Datanode load is a function of the number of IOPS.  Basically, buying  
6 12TB nodes versus 3 24TB nodes, you double the number of IOPS per  
node.

If you're using HDFS solely for backup, then the number of IOPS is so  
small you can assume it's zero.  We use HDFS for a non-mapreduce  
physics application, and our particular application mix is such that I  
target 1 batch system core per usable HDFS TB.

>
> Is anyone out there running big datanodes? What do they see?
>

Our biggest is 48TB:
* They go offline for 5 minutes during the block reports.  We use rack  
awareness to make sure that both copies are not on big data nodes.   
Fixed in future releases (0.20.0 even, maybe).
* When one disk goes out, the datanode shuts down - meaning that 48  
disks go out.  This is to be fixed in 0.21.0, I think.
* The CPUs (4 cores) are pegged when the system is under full load.   
If I had a chance, I'd give it more CPU horsepower.

As usual, everyone's application is different enough that any anecdote  
is possibly not applicable.

Brian




Re: Advice on new Datacenter Hadoop Cluster?

Posted by Steve Loughran <st...@apache.org>.
Ryan Smith wrote:
> I have a question that i feel i should ask on this thread.  Lets say you
> want to build a cluster where you will be doing very little map/reduce,
> storage and replication of data only on hdfs.  What would the hardware
> requirements be?  No quad core? less ram?
> 

Servers with more HDD per CPU, and less RAM. CPUs are a big slice not 
just of capital, but of your power budget. If you are running a big 
datacentre, you will care about that electricity bill.

Assuming you go for 1U with 6 HDD in a 1U box, you could have 6 or 12 TB 
per U, then perhaps a 2-core or 4-core server with "enough" ECC RAM.

* with less M/R work, you could allocate most of that TB to work, leave 
a few hundred GB for OS and logs

* you'd better estimate external load; if the cluster is storing data 
then total network bandwidth will be 3X the data ingress (for 
replication = 3), read costs are that of the data itself. Also, 5 
threads on 3 different machines handing the write and forward process.

* I don't know how much load the datanode JVM would take with, say 11 TB 
of managed storage underneath; that's memory and CPU time.

Is anyone out there running big datanodes? What do they see?

-steve


Re: Advice on new Datacenter Hadoop Cluster?
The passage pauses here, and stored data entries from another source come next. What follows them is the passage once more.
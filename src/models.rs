use std::collections::BTreeSet;
use std::fmt;
use std::str::FromStr;

use chrono::{DateTime, NaiveDate, Utc};
use serde::{Deserialize, Serialize};
use uuid::Uuid;

use crate::eligibility::{self, CategoryBrackets};

#[derive(Debug, Clone, Copy, PartialEq, Eq, Hash, PartialOrd, Ord, Serialize, Deserialize)]
#[serde(rename_all = "lowercase")]
pub enum Category {
    /// Kids bracket.
    Junior,
    /// Teens bracket.
    Senior,
}

impl Category {
    pub fn as_str(self) -> &'static str {
        match self {
            Self::Junior => "junior",
            Self::Senior => "senior",
        }
    }

    /// Label printed on the ID card and roster.
    pub fn label(self) -> &'static str {
        match self {
            Self::Junior => "Kids",
            Self::Senior => "Teens",
        }
    }
}

impl fmt::Display for Category {
    fn fmt(&self, f: &mut fmt::Formatter<'_>) -> fmt::Result {
        f.write_str(self.label())
    }
}

impl FromStr for Category {
    type Err = String;

    fn from_str(s: &str) -> Result<Self, Self::Err> {
        match s.trim().to_ascii_lowercase().as_str() {
            "junior" | "kids" => Ok(Self::Junior),
            "senior" | "teens" | "teen" => Ok(Self::Senior),
            other => Err(format!("unknown category '{other}'")),
        }
    }
}

#[derive(Debug, Clone, Copy, PartialEq, Eq, Hash, PartialOrd, Ord, Serialize, Deserialize)]
pub enum MedicalCondition {
    #[serde(rename = "N/A")]
    NotApplicable,
    Asthma,
    Diabetes,
    Allergies,
    Epilepsy,
    Other,
}

impl MedicalCondition {
    pub const ALL: [MedicalCondition; 6] = [
        Self::NotApplicable,
        Self::Asthma,
        Self::Diabetes,
        Self::Allergies,
        Self::Epilepsy,
        Self::Other,
    ];

    pub fn as_str(self) -> &'static str {
        match self {
            Self::NotApplicable => "N/A",
            Self::Asthma => "Asthma",
            Self::Diabetes => "Diabetes",
            Self::Allergies => "Allergies",
            Self::Epilepsy => "Epilepsy",
            Self::Other => "Other",
        }
    }
}

impl fmt::Display for MedicalCondition {
    fn fmt(&self, f: &mut fmt::Formatter<'_>) -> fmt::Result {
        f.write_str(self.as_str())
    }
}

impl FromStr for MedicalCondition {
    type Err = String;

    fn from_str(s: &str) -> Result<Self, Self::Err> {
        let wanted = s.trim();
        Self::ALL
            .into_iter()
            .find(|condition| condition.as_str().eq_ignore_ascii_case(wanted))
            .ok_or_else(|| format!("unknown medical condition '{wanted}'"))
    }
}

#[derive(Debug, Clone, PartialEq, Eq, Default, Serialize, Deserialize)]
#[serde(rename_all = "camelCase", default)]
pub struct MedicalProfile {
    pub conditions: BTreeSet<MedicalCondition>,
    /// Required when `conditions` contains `Other`.
    pub other_condition: String,
    pub medical_notes: String,
}

impl MedicalProfile {
    pub fn not_applicable() -> Self {
        Self {
            conditions: BTreeSet::from([MedicalCondition::NotApplicable]),
            ..Self::default()
        }
    }

    pub fn has(&self, condition: MedicalCondition) -> bool {
        self.conditions.contains(&condition)
    }
}

#[derive(Debug, Clone, PartialEq, Eq, Default, Serialize, Deserialize)]
#[serde(rename_all = "camelCase", default)]
pub struct GuardianContacts {
    pub father_name: String,
    pub mother_name: String,
    pub father_mobile: String,
    pub mother_mobile: String,
    pub email: String,
    pub residence: String,
    pub primary_contact_number: String,
    pub primary_contact_relationship: String,
}

#[derive(Debug, Clone, PartialEq, Eq, Default, Serialize, Deserialize)]
#[serde(rename_all = "camelCase", default)]
pub struct ParticipantRecord {
    pub participant_name: String,
    pub date_of_birth: Option<NaiveDate>,
    pub age: Option<u32>,
    pub category: Option<Category>,
    pub guardian: GuardianContacts,
    /// A sibling's own phone number.
    pub contact_number: Option<String>,
    pub medical: MedicalProfile,
    pub parent_agreement: bool,
    pub parent_signature: String,
}

impl ParticipantRecord {
    /// Sets the age and recomputes the category from it.
    pub fn with_age(self, age: Option<u32>, brackets: &CategoryBrackets) -> Self {
        Self {
            age,
            category: age.and_then(|age| eligibility::derive_category(age, brackets)),
            ..self
        }
    }

    /// Sets the date of birth and recomputes age and category from it.
    pub fn with_date_of_birth(
        self,
        date_of_birth: Option<NaiveDate>,
        today: NaiveDate,
        brackets: &CategoryBrackets,
    ) -> Self {
        let age = date_of_birth.and_then(|dob| eligibility::derive_age(dob, today));
        Self {
            date_of_birth,
            ..self
        }
        .with_age(age, brackets)
    }
}

/// Opaque handle assigned by the store after a successful write.
#[derive(Debug, Clone, Copy, PartialEq, Eq, Hash, Serialize, Deserialize)]
#[serde(transparent)]
pub struct DocId(pub Uuid);

impl DocId {
    pub fn new() -> Self {
        Self(Uuid::new_v4())
    }
}

impl Default for DocId {
    fn default() -> Self {
        Self::new()
    }
}

impl fmt::Display for DocId {
    fn fmt(&self, f: &mut fmt::Formatter<'_>) -> fmt::Result {
        self.0.fmt(f)
    }
}

impl FromStr for DocId {
    type Err = uuid::Error;

    fn from_str(s: &str) -> Result<Self, Self::Err> {
        Uuid::parse_str(s).map(Self)
    }
}

/// A record with its identifier assigned, ready to append.
#[derive(Debug, Clone, PartialEq, Eq)]
pub struct NewRecord {
    pub student_id: String,
    pub family_id: String,
    pub sequence: u64,
    pub is_primary: bool,
    pub record: ParticipantRecord,
}

#[derive(Debug, Clone, PartialEq, Eq, Serialize, Deserialize)]
#[serde(rename_all = "camelCase")]
pub struct PersistedRecord {
    pub doc_id: DocId,
    pub student_id: String,
    pub family_id: String,
    pub sequence: u64,
    pub is_primary: bool,
    #[serde(flatten)]
    pub record: ParticipantRecord,
    pub created_at: DateTime<Utc>,
    pub id_generated: bool,
    pub generated_id: Option<String>,
    pub generated_at: Option<DateTime<Utc>>,
}

/// Fields written once the ID card image exists.
#[derive(Debug, Clone, PartialEq, Eq)]
pub struct IdCardMarker {
    pub generated_id: String,
    pub generated_at: DateTime<Utc>,
}

/// What the ID card screen receives after a successful submission.
#[derive(Debug, Clone, PartialEq, Eq, Serialize, Deserialize)]
#[serde(rename_all = "camelCase")]
pub struct IdCardHandoff {
    pub form_data: PersistedRecord,
    pub siblings: Vec<PersistedRecord>,
}

impl IdCardHandoff {
    pub fn participants(&self) -> impl Iterator<Item = &PersistedRecord> {
        std::iter::once(&self.form_data).chain(self.siblings.iter())
    }
}

#[derive(Debug, Clone, PartialEq, Eq)]
pub struct CategorySummary {
    pub category: Option<Category>,
    pub count: usize,
    pub pending_cards: usize,
}
fn with_guardian_field(guardian: GuardianContacts, field: GuardianField, value: String) -> GuardianContacts {
    match field {
        GuardianField::FatherName => GuardianContacts {
            father_name: value,
            ..guardian
        },
        GuardianField::MotherName => GuardianContacts {
            mother_name: value,
            ..guardian
        },
        GuardianField::FatherMobile => GuardianContacts {
            father_mobile: sanitize_phone(&value),
            ..guardian
        },
        GuardianField::MotherMobile => GuardianContacts {
            mother_mobile: sanitize_phone(&value),
            ..guardian
        },
        GuardianField::Email => GuardianContacts {
            email: value.trim().to_string(),
            ..guardian
        },
        GuardianField::Residence => GuardianContacts {
            residence: value,
            ..guardian
        },
        GuardianField::PrimaryContactNumber => GuardianContacts {
            primary_contact_number: sanitize_phone(&value),
            ..guardian
        },
        GuardianField::PrimaryContactRelationship => GuardianContacts {
            primary_contact_relationship: value,
            ..guardian
        },
    }
}

fn with_sibling_field(sibling: SiblingEntry, field: SiblingField) -> SiblingEntry {
    match field {
        SiblingField::Name(name) => SiblingEntry {
            name: sanitize_sibling_name(&name),
            ..sibling
        },
        SiblingField::Age(age) => SiblingEntry { age, ..sibling },
        SiblingField::Contact(contact) => SiblingEntry {
            contact: sanitize_sibling_contact(&contact),
            ..sibling
        },
    }
}

/// N/A clears every other tag; other tags cannot be ticked while N/A is.
fn toggle_condition(medical: MedicalProfile, condition: MedicalCondition) -> MedicalProfile {
    let mut conditions = medical.conditions;
    if conditions.contains(&condition) {
        conditions.remove(&condition);
    } else if condition == MedicalCondition::NotApplicable {
        conditions.clear();
        conditions.insert(condition);
    } else if !conditions.contains(&MedicalCondition::NotApplicable) {
        conditions.insert(condition);
    }
    MedicalProfile {
        conditions,
        ..medical
    }
}

/// Digits only, keeping a leading `+`.
pub fn sanitize_phone(raw: &str) -> String {
    let raw = raw.trim();
    let digits: String = raw.chars().filter(char::is_ascii_digit).collect();
    if raw.starts_with('+') {
        format!("+{digits}")
    } else {
        digits
    }
}

/// Letters and spaces only, each word capitalised.
pub fn sanitize_sibling_name(raw: &str) -> String {
    let mut out = String::with_capacity(raw.len());
    let mut at_word_start = true;
    for c in raw.chars().filter(|c| c.is_ascii_alphabetic() || c.is_whitespace()) {
        if c.is_whitespace() {
            at_word_start = true;
            out.push(c);
        } else if at_word_start {
            at_word_start = false;
            out.push(c.to_ascii_uppercase());
        } else {
            out.push(c);
        }
    }
    out
}

/// At most ten digits.
pub fn sanitize_sibling_contact(raw: &str) -> String {
    raw.chars().filter(char::is_ascii_digit).take(10).collect()
}

/// The review screen: participants can be corrected or dropped before the
/// final submit.
#[derive(Debug, Clone, PartialEq, Eq, Default)]
pub struct ReviewBatch {
    pub participants: Vec<ParticipantRecord>,
}

#[derive(Debug, Clone, PartialEq, Eq)]
pub enum ReviewEdit {
    Rename { index: usize, name: String },
    SetDateOfBirth { index: usize, date_of_birth: Option<NaiveDate> },
    SetAge { index: usize, age: Option<u32> },
    SetContact { index: usize, contact: String },
    Remove(usize),
}
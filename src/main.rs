use std::path::{Path, PathBuf};

use anyhow::Context;
use clap::{Parser, Subcommand};
use tracing::info;

use retreat_registration::db::{self, PgStore};
use retreat_registration::form::RegistrationForm;
use retreat_registration::logging::Verbosity;
use retreat_registration::models::{Category, DocId};
use retreat_registration::{
    eligibility, init_logging, report, MemoryStore, RecordStore, RegistrationAssembler, Settings,
};

#[derive(Parser)]
#[command(name = "retreat-registration")]
#[command(about = "Participant registration and ID numbering for the retreat", long_about = None)]
struct Cli {
    /// Settings file (defaults to retreat.toml)
    #[arg(long, global = true)]
    config: Option<PathBuf>,
    /// More log output; repeat for trace
    #[arg(short, long, action = clap::ArgAction::Count, global = true)]
    verbose: u8,
    /// Only log errors
    #[arg(short, long, global = true, conflicts_with = "verbose")]
    quiet: bool,
    #[command(subcommand)]
    command: Commands,
}

#[derive(Subcommand)]
enum Commands {
    /// Create or upgrade the database schema
    InitDb,
    /// Submit a filled-in registration form (JSON)
    Register {
        #[arg(long)]
        file: PathBuf,
        /// Validate and number against an empty in-memory store; nothing is saved
        #[arg(long)]
        dry_run: bool,
    },
    /// Register participants from a CSV file, one per row
    Import {
        #[arg(long)]
        csv: PathBuf,
    },
    /// Show the student id the next registration would receive
    NextId {
        #[arg(long, default_value = "junior")]
        category: Category,
    },
    /// Record that ID cards were generated
    MarkGenerated {
        #[arg(long = "doc-id", required = true, num_args = 1..)]
        doc_ids: Vec<DocId>,
    },
    /// Generate a markdown roster
    Roster {
        #[arg(long, default_value = "roster.md")]
        out: PathBuf,
    },
    /// Export the roster as CSV
    Export {
        #[arg(long)]
        csv: PathBuf,
    },
}

async fn connect(settings: &Settings) -> anyhow::Result<PgStore> {
    let database_url = settings
        .database_url()
        .context("database.url or DATABASE_URL must point at a Postgres instance")?;
    PgStore::connect(&database_url, settings.database.max_connections)
        .await
        .context("failed to connect to Postgres")
}

fn read_form(file: &Path) -> anyhow::Result<RegistrationForm> {
    let raw = std::fs::read_to_string(file)
        .with_context(|| format!("failed to read {}", file.display()))?;
    serde_json::from_str(&raw)
        .with_context(|| format!("{} is not a registration form", file.display()))
}

#[tokio::main]
async fn main() -> anyhow::Result<()> {
    let cli = Cli::parse();
    init_logging(Verbosity::from_flags(cli.quiet, cli.verbose));

    let settings = Settings::load_from(cli.config).context("failed to load settings")?;

    if let Commands::Register {
        file,
        dry_run: true,
    } = &cli.command
    {
        let form = read_form(file)?;
        let assembler = RegistrationAssembler::new(MemoryStore::new(), settings);
        let handoff = assembler.submit_form(form).await?;
        info!("Dry run: ids are provisional and nothing was saved");
        println!("{}", serde_json::to_string_pretty(&handoff)?);
        return Ok(());
    }

    let store = connect(&settings).await?;
    let assembler = RegistrationAssembler::new(store, settings);

    match cli.command {
        Commands::InitDb => {
            assembler.store().init().await?;
            println!("Schema ready.");
        }
        Commands::Register { file, .. } => {
            let form = read_form(&file)?;
            let handoff = assembler.submit_form(form).await?;
            println!("{}", serde_json::to_string_pretty(&handoff)?);
        }
        Commands::Import { csv } => {
            let summary = db::import_csv(&assembler, &csv).await?;
            println!(
                "Registered {} participants from {} ({} rows skipped).",
                summary.registered,
                csv.display(),
                summary.skipped
            );
        }
        Commands::NextId { category } => {
            let next = assembler.next_id(category).await?;
            println!("{next}");
        }
        Commands::MarkGenerated { doc_ids } => {
            let records = assembler.store().list().await?;
            for doc_id in doc_ids {
                match records.iter().find(|record| record.doc_id == doc_id) {
                    Some(record) => {
                        if assembler
                            .mark_id_generated(doc_id, &record.family_id)
                            .await
                        {
                            println!("Marked {} ({}).", record.student_id, doc_id);
                        } else {
                            println!("Could not mark {} ({}).", record.student_id, doc_id);
                        }
                    }
                    None => println!("No participant with document id {doc_id}."),
                }
            }
        }
        Commands::Roster { out } => {
            let records = assembler.store().list().await?;
            let roster = report::build_roster(
                &assembler.settings().event.name,
                eligibility::today(),
                &records,
            );
            std::fs::write(&out, roster)?;
            info!(participants = records.len(), "Roster generated");
            println!("Roster written to {}.", out.display());
        }
        Commands::Export { csv } => {
            let records = assembler.store().list().await?;
            let file = std::fs::File::create(&csv)
                .with_context(|| format!("failed to create {}", csv.display()))?;
            report::export_csv(&records, file)?;
            println!("Exported {} participants to {}.", records.len(), csv.display());
        }
    }

    Ok(())
}
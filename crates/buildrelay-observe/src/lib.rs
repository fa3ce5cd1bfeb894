//! Observability setup for the build relay: structured logging and optional
//! OpenTelemetry trace export.

pub mod tracing_setup;
//! Relay logic and port trait definitions for the build relay.
//!
//! This crate defines the "ports" (CI, asset store, registry store) that the
//! infrastructure layer implements, and the pipeline that drives them. It
//! depends only on `buildrelay-types` -- never on `buildrelay-infra` or any
//! network or database crate.

pub mod ci;
pub mod registry;
pub mod relay;
pub mod retry;
pub mod storage;

#[cfg(any(test, feature = "fakes"))]
pub mod fakes;
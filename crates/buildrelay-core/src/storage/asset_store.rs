//! Asset store trait.
//!
//! Defines the single upload call the relay needs from object storage.
//! Implementations live in buildrelay-infra.

use buildrelay_types::error::StorageError;

/// Trait for the external object store that hosts staged icons.
///
/// Each call may create a new object; only the most recent successful upload
/// for a key matters, so implementations need not be idempotent.
pub trait AssetStore: Send + Sync {
    /// Upload `bytes` under `key` and return a durable HTTPS URL for it.
    fn upload(
        &self,
        key: &str,
        bytes: &[u8],
        content_type: &str,
    ) -> impl std::future::Future<Output = Result<String, StorageError>> + Send;
}
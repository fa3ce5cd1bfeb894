//! BuildRelay: the submit / status / callback operations.
//!
//! Wires the stager, dispatcher, correlator, projector and registry together.
//! Submission is strict and surfaces every failure; status queries never
//! fail and degrade to `in_progress` when the CI system is unreachable.

use std::sync::Arc;

use chrono::Utc;

use buildrelay_types::config::RelayConfig;
use buildrelay_types::error::{CiError, RelayError};
use buildrelay_types::request::{BuildRequest, SubmitBuildRequest};
use buildrelay_types::status::{BuildStatus, CallbackNotification, RegistryEntry, StatusView};
use buildrelay_types::token::CorrelationToken;

use crate::ci::{CiQuery, CiTrigger};
use crate::registry::store::RegistryStore;
use crate::registry::{Recorded, RequestRegistry};
use crate::relay::correlator::Correlator;
use crate::relay::dispatcher::Dispatcher;
use crate::relay::projector::Projector;
use crate::relay::stager::{AssetStager, parse_icon};
use crate::retry::RetryPolicy;
use crate::storage::asset_store::AssetStore;

/// The relay service, generic over its four ports.
pub struct BuildRelay<A, T, Q, S>
where
    A: AssetStore,
    T: CiTrigger,
    Q: CiQuery,
    S: RegistryStore,
{
    stager: AssetStager<A>,
    dispatcher: Dispatcher<T>,
    correlator: Correlator<Q>,
    projector: Projector<Q>,
    registry: RequestRegistry<S>,
    fresh_token_secs: i64,
}
//! Liveness check.

use axum::Json;

/// GET /health
pub async fn health_check() -> Json<serde_json::Value> {
    Json(serde_json::json!({
        "status": "ok",
        "version": env!("CARGO_PKG_VERSION"),
    }))
}
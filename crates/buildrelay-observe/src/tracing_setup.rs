//! Tracing subscriber initialization with structured logging and optional
//! OpenTelemetry trace export.
//!
//! # Usage
//!
//! ```no_run
//! // Structured logging at the CLI's chosen verbosity
//! buildrelay_observe::tracing_setup::init_tracing("info,buildrelay=debug", false).unwrap();
//! ```

use opentelemetry::trace::TracerProvider as _;
use opentelemetry_sdk::trace::SdkTracerProvider;
use tracing_subscriber::EnvFilter;
use tracing_subscriber::fmt::format::FmtSpan;
use tracing_subscriber::layer::SubscriberExt;
use tracing_subscriber::util::SubscriberInitExt;

use std::sync::OnceLock;

/// Service name reported on exported spans.
pub const SERVICE_NAME: &str = "buildrelay";

/// Stores the OTel tracer provider so it can be shut down cleanly on exit.
static TRACER_PROVIDER: OnceLock<SdkTracerProvider> = OnceLock::new();

/// Filter from `RUST_LOG`, or `default_directives` when it is unset or invalid.
pub fn env_filter(default_directives: &str) -> EnvFilter {
    EnvFilter::try_from_default_env().unwrap_or_else(|_| EnvFilter::new(default_directives))
}

/// Initialize the global tracing subscriber.
///
/// - Always installs a `fmt` layer with span close timing.
/// - When `enable_otel` is true, additionally bridges tracing spans to
///   OpenTelemetry using a stdout exporter (swap the exporter for OTLP in
///   production).
/// - `RUST_LOG` wins over `default_directives`.
///
/// # Errors
///
/// Returns an error if the global subscriber has already been set.
pub fn init_tracing(default_directives: &str, enable_otel: bool) -> Result<(), Box<dyn std::error::Error>> {
    let fmt_layer = tracing_subscriber::fmt::layer()
        .with_target(false)
        .with_span_events(FmtSpan::CLOSE);

    let filter = env_filter(default_directives);

    if enable_otel {
        let provider = SdkTracerProvider::builder()
            .with_simple_exporter(opentelemetry_stdout::SpanExporter::default())
            .build();
        let tracer = provider.tracer(SERVICE_NAME);
        let otel_layer = tracing_opentelemetry::layer().with_tracer(tracer);

        let _ = TRACER_PROVIDER.set(provider.clone());
        opentelemetry::global::set_tracer_provider(provider);

        tracing_subscriber::registry()
            .with(filter)
            .with(fmt_layer)
            .with(otel_layer)
            .try_init()?;
    } else {
        tracing_subscriber::registry()
            .with(filter)
            .with(fmt_layer)
            .try_init()?;
    }

    Ok(())
}

/// Flush pending traces and shut down the OpenTelemetry tracer provider.
///
/// No-op when OTel was not enabled.
pub fn shutdown_tracing() {
    if let Some(provider) = TRACER_PROVIDER.get() {
        if let Err(e) = provider.shutdown() {
            eprintln!("Warning: OTel tracer provider shutdown error: {e}");
        }
    }
}

#[cfg(test)]
mod tests {
    use super::*;

    #[test]
    fn test_default_directives_parse() {
        for directives in ["error", "warn", "info,buildrelay=debug", "trace"] {
            let filter = EnvFilter::new(directives);
            assert!(!filter.to_string().is_empty());
        }
    }

    #[test]
    fn test_shutdown_without_otel_is_noop() {
        shutdown_tracing();
    }
}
Posted by Ryan Smith <ry...@gmail.com>.
I have a question that i feel i should ask on this thread.  Lets say you
want to build a cluster where you will be doing very little map/reduce,
storage and replication of data only on hdfs.  What would the hardware
requirements be?  No quad core? less ram?

Thanks
-Ryan

On Thu, Oct 1, 2009 at 7:36 AM, tim robertson <ti...@gmail.com>wrote:

> Disclaimer: I am pretty useless when it comes to hardware
>
> I had a lot of issues with non ECC memory when running 100's millions
> inserts from MapReduce into HBase on a dev cluster.  The errors were
> checksum errors, and the consensus was the memory was causing the
> issues and all advice was to ensure ECC memory.  The same cluster ran
> without (any apparent) error for simple counting operations on tab
> delimited files.
>
> Cheers,
> Tim
>
> On Thu, Oct 1, 2009 at 11:49 AM, Steve Loughran <st...@apache.org> wrote:
> > Kevin Sweeney wrote:
> >>
> >> I really appreciate everyone's input. We've been going back and forth on
> >> the
> >> server size issue here. There are a few reasons we shot for the $1k
> price,
> >> one because we wanted to be able to compare our datacenter costs vs. the
> >> cloud costs. Another is that we have spec'd out a fast Intel node with
> >> over-the-counter parts. We have a hard time justifying the
> dual-processor
> >> costs and really don't see the need for the big server extras like
> >> out-of-band management and redundancy. This is our proposed config, feel
> >> free to criticize :)
> >> Supermicro 512L-260 Chassis $90
> >> Supermicro X8SIL                  $160
> >> Heatsink                                $22
> >> Intel 3460 Xeon                      $350
> >> Samsung 7200 RPM SATA2   2x$85
> >> 2GB Non-ECC DIMM              4x$65
> >>
> >> This totals $1052. Doesn't this seem like a reasonable setup? Isn't the
> >> purpose of a hadoop cluster to build cheap,fast, replaceable nodes?
> >
> > Disclaimer 1: I work for a server vendor so may be biased. I will attempt
> to
> > avoid this by not pointing you at HP DL180 or SL170z servers.
> >
> > Disclaimer 2: I probably don't know what I'm talking about. As far as
> Hadoop
> > concerned, I'm not sure anyone knows what is "the right" configuration.
> >
> > * I'd consider ECC RAM. On a large cluster, over time, errors occur -you
> > either notice them or propagate the effects.
> >
> > * Worry about power, cooling and rack weight.
> >
> > * Include network costs, power budget. That's your own switch costs, plus
> > bandwidth in and out.
> >
> > * There are some good arguments in favour of fewer, higher end machines
> over
> > many smaller ones.  Less network traffic, often a higher density.
> >
> > The  cloud hosted vs owned is an interesting question; I suspect the
> > spreadsheet there is pretty complex
> >
> > * Estimate how much data you will want to store over time. On S3, those
> > costs ramp up fast; in your own rack you can maybe plan to stick in in an
> > extra 2TB HDD a year from now (space, power, cooling and weight
> permitting),
> > paying next year's prices for next year's capacity.
> >
> > * Virtual machine management costs are different from physical management
> > costs, especially if you dont invest time upfront on automating your
> > datacentre software provisioning (custom RPMs, PXE preboot, kickstart,
> etc).
> > VMMs you can almost hand manage an image (naughty, but possible), as long
> as
> > you have a single image or two to push out. Even then, i'd automate, but
> at
> > a higher level, creating images on demand as load/availablity sees fit.
> >
> > -Steve
> >
> >
> >
>

Re: Advice on new Datacenter Hadoop Cluster?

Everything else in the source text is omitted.